Tubuhnya penuh luka dan bersimbah darah. Aku mendekat dan bertanya kepada orang-orang tetapi
semuanya bagaikan tak bertelinga bahkan memandangku pun tidak. Orang zaman sekarang
memang tak berjiwa sosial batinku. Terlalu sibuk dengan dunia sendiri dan tak memperhatikan
keadaan sekitar.
Sesaat aku melihat pria tersebut diangkat menuju mobil ambulan. Aku bagaikan menatap bayangan
cermin. Sosok di hadapanku yang penuh luka bersimbah darah memiliki raut muka, warna kulit,
bentuk tubuh pun semuanya sama. Aku bertanya pada diriku sendiri siapa orang itu? apa aku
mempunyai saudara dengan wajah mirip denganku? Pertanyaan it uterus mengganggu saat aku
melanjutkan perjalanan pulang ke rumah.
Tiba-tiba saja semuanya menjadi gelap Ini dimana? Dimana aku? Dimana ibuku? Hei tuan ini
dimana? tak ada jawaban dari orang tersebut.
Hatiku sangat kacau aku tak percaya ini semua terjadi, semua yang kubayangkan tentang kematian
ternyata benar adanya. Takut, sedih, dan menyesal karena aku belum siap berada di sini.

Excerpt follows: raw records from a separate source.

use std::rc::Rc;

use tempo_common::BoxError;

/// A render hook. Identity is the `Rc` allocation: keep a clone of the
/// handle you registered to remove it later.
pub type Hook<C> = Rc<dyn Fn(&C) -> Result<(), BoxError>>;

/// Wrap a closure as a [`Hook`].
pub fn hook<C, F>(f: F) -> Hook<C>
where
    F: Fn(&C) -> Result<(), BoxError> + 'static,
{
    Rc::new(f)
}

/// Where a hook is inserted into a chain.
#[derive(Debug, Clone, Copy, PartialEq, Eq, Default)]
pub enum Position {
    /// Append after every existing entry.
    #[default]
    End,
    /// Insert before the entry currently at this index. Indices past the end
    /// append.
    At(usize),
}

/// A hook returned an error; the rest of the pass was not run.
#[derive(Debug, thiserror::Error)]
#[error("hook at position {position} failed: {source}")]
pub struct HookFailure {
    /// Index of the failing entry within the chain.
    pub position: usize,
    #[source]
    pub source: BoxError,
}

/// Ordered chain of hooks.
///
/// Entries may be absent (an empty slot keeps its place in the order but is
/// skipped when the chain runs). Cloning is cheap and yields an independent
/// snapshot: later registrations on the original do not affect the clone.
pub struct HookRegistry<C> {
    entries: Vec<Option<Hook<C>>>,
}

impl<C> HookRegistry<C> {
    /// Create an empty chain.
    pub fn new() -> Self {
        Self {
            entries: Vec::new(),
        }
    }

    /// Number of entries, including absent slots.
    pub fn len(&self) -> usize {
        self.entries.len()
    }

    /// Whether the chain has no entries at all.
    pub fn is_empty(&self) -> bool {
        self.entries.is_empty()
    }

    /// Insert a hook. Never fails.
    pub fn register(&mut self, hook: Hook<C>, at: Position) {
        self.register_slot(Some(hook), at);
    }

    /// Insert a possibly-absent entry. Absent entries are skipped by
    /// [`invoke_all`](Self::invoke_all).
    pub fn register_slot(&mut self, slot: Option<Hook<C>>, at: Position) {
        match at {
            Position::End => self.entries.push(slot),
            Position::At(index) => {
                let index = index.min(self.entries.len());
                self.entries.insert(index, slot);
            }
        }
        tracing::trace!(len = self.entries.len(), ?at, "hook registered");
    }

    /// Remove the entry at `index`. Out of range is a no-op returning `false`.
    pub fn unregister_by_index(&mut self, index: usize) -> bool {
        if index >= self.entries.len() {
            return false;
        }
        self.entries.remove(index);
        true
    }

    /// Remove the first entry that is the same allocation as `hook`.
    /// Returns `false`, leaving the chain untouched, if there is none.
    pub fn unregister_by_reference(&mut self, hook: &Hook<C>) -> bool {
        match self.position_of(hook) {
            Some(index) => {
                self.entries.remove(index);
                true
            }
            None => false,
        }
    }

    /// Index of the first entry that is the same allocation as `hook`.
    pub fn position_of(&self, hook: &Hook<C>) -> Option<usize> {
        self.entries.iter().position(|entry| {
            entry
                .as_ref()
                .is_some_and(|h| std::ptr::addr_eq(Rc::as_ptr(h), Rc::as_ptr(hook)))
        })
    }

    /// Whether `hook` is registered at least once.
    pub fn contains(&self, hook: &Hook<C>) -> bool {
        self.position_of(hook).is_some()
    }

    /// Run every present entry in order with `ctx`.
    ///
    /// Stops at the first hook that returns an error.
    pub fn invoke_all(&self, ctx: &C) -> Result<(), HookFailure> {
        for (position, entry) in self.entries.iter().enumerate() {
            let Some(hook) = entry else {
                continue;
            };
            hook(ctx).map_err(|source| HookFailure { position, source })?;
        }
        Ok(())
    }
}

impl<C> Default for HookRegistry<C> {
    fn default() -> Self {
        Self::new()
    }
}

impl<C> Clone for HookRegistry<C> {
    fn clone(&self) -> Self {
        Self {
            entries: self.entries.clone(),
        }
    }
}

impl<C> std::fmt::Debug for HookRegistry<C> {
    fn fmt(&self, f: &mut std::fmt::Formatter<'_>) -> std::fmt::Result {
        f.debug_struct("HookRegistry")
            .field("len", &self.entries.len())
            .field("present", &self.entries.iter().flatten().count())
            .finish()
    }
}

Kuhabiskan hidupku hanya untuk foya-foya, berpesta, dan hal lain yang dilarang. Seandainya
waktu dapat kembali.
Aku menangis karena aku tak berpikir semuanya menjadi kenyataan. Ku lihat dua orang membawa
cambuk berjalan mendekatiku. Ini bukanlah takdir yang tak bisa diubah. Beribadahlah.